Степан слушал напряжённо и вдумчиво, пытаясь не пропустить ни одного образа и понять шифр, тот непонятный, но яркий язык, на котором говорил Петруша.
– Машина-палач – это сталинские репрессии 1937-го и 1938-го, да? – спросил мальчик. – Я хочу понять, деда, о чём ты говоришь, но мне сложно… Я не привык так…
– Машина-палач, красный террор, политические репрессии, называй, как хочешь – всё это – пир для сатаны, поклонная жертва для борьбы с Богом: и когда храмы рушили, и когда священников и монахов губили, и когда народ запугивали, что он, бедный, от страха говорить разучился – столько людской крови было пролито, столько судеб было переломлено…

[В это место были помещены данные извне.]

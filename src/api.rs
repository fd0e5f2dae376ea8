//! Backend API integration
//!
//! The kiosk consumes four read-only resources. Transport is handled by
//! [`client`], wire types live in [`types`], and [`sections`] turns raw
//! JSON bodies into typed sections, reporting malformed sections as
//! shape errors instead of failing the whole refresh.

pub mod client;
mod lenient;
pub mod sections;
pub mod types;

pub use client::{Endpoint, HttpWeatherApi, WeatherApi};
pub use sections::{decode_current, decode_daily, decode_hourly, decode_theme};
pub use types::{
    CurrentPayload, DailyEntry, ForecastReading, HourlyEntry, ServerConfig, StationReading,
    StationTrend, SunTimes,
};
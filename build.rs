use std::process::Command;

fn main() {
    let base = env!("CARGO_PKG_VERSION");

    // Kiosk images built from CI are tagged as nightly via env flag
    let is_nightly = std::env::var("KIOSK_NIGHTLY")
        .map(|v| v == "1" || v.eq_ignore_ascii_case("true"))
        .unwrap_or(false);

    let mut sha: Option<String> = None;
    if let Ok(output) = Command::new("git")
        .args(["rev-parse", "--short", "HEAD"])
        .output()
        && output.status.success()
    {
        let s = String::from_utf8_lossy(&output.stdout).trim().to_string();
        if !s.is_empty() {
            sha = Some(s);
        }
    }
    if sha.is_none()
        && let Ok(s) = std::env::var("GIT_SHA")
        && !s.is_empty()
    {
        sha = Some(s);
    }

    let version = match (is_nightly, sha) {
        (true, Some(s)) => format!("{}-nightly+{}", base, s),
        (true, None) => format!("{}-nightly", base),
        (false, _) => base.to_string(),
    };

    println!("cargo:rustc-env=APP_VERSION={}", version);

    println!("cargo:rerun-if-env-changed=KIOSK_NIGHTLY");
    println!("cargo:rerun-if-env-changed=GIT_SHA");
    println!("cargo:rerun-if-changed=.git/HEAD");
    println!("cargo:rerun-if-changed=.git/refs/heads");
}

Город апостола Петра, друга Господня, превратили в город Ленина, вождя революции, который сам говорил, что Бог – его личный враг. Из Соловецкого славного монастыря, где подвижники столетиями Богу молились и с бесами сражались, сделали сплошное языческое капище, где жертвоприношением стали безвинно заключённые – страшный то был, пыточный лагерь смерти. Ой, да что говорить, радость моя, по всей стране нашей безбрежной прокатилась та машина-палач: много у неё было и рук, и ног, и голов. Жаль только, что ни одного сердечка не нашлось…
Петруша затих, совсем скрывшись в тени гранитного парапета.
С неба на Неву сползла густая, вечерняя мгла. Ярко светились фонари и окна домов, мигали, меняя цвета, светофоры, по набережной и по мосту ездили машины, сигналя и визжа тормозами. Жизнь не изменила ни времени, ни ритма, но Стёпа оглядывался по сторонам удивлённо, ему казалось, что они с Петрушей только сейчас вернулись из тяжёлого, страшного путешествия, которое длилось так долго, что он успел от всего этого отвыкнуть.
– И тебе, радость моя, уже давно пора возвращаться домой, да и нам с Голубкой моей тоже… – тихо проговорил Петруша, поднимаясь на ноги и натягивая шапку, которая всё это время сидела у него на колене. – Прощай! Даст Бог, завтра ещё свидимся…
Старик бережно обнял своего радного внука, троекратно поцеловал, а попрощавшись, долго стоял и смотрел ему вслед.
А Степан нехотя, через силу, шаг за шагом уходил от него всё дальше и дальше и плакал. Но не от обиды, как прежде, а от неясного, но острого переживания, а ещё от радости: впервые за последние бесконечно долгие десять лет его душа освободилась от страшного, тоскливого, тягостного одиночества.
Пока мальчика не укрыли дворы, Петруша не сдвигался с места, стоял, вытянувшись как на карауле, и шептал молитву.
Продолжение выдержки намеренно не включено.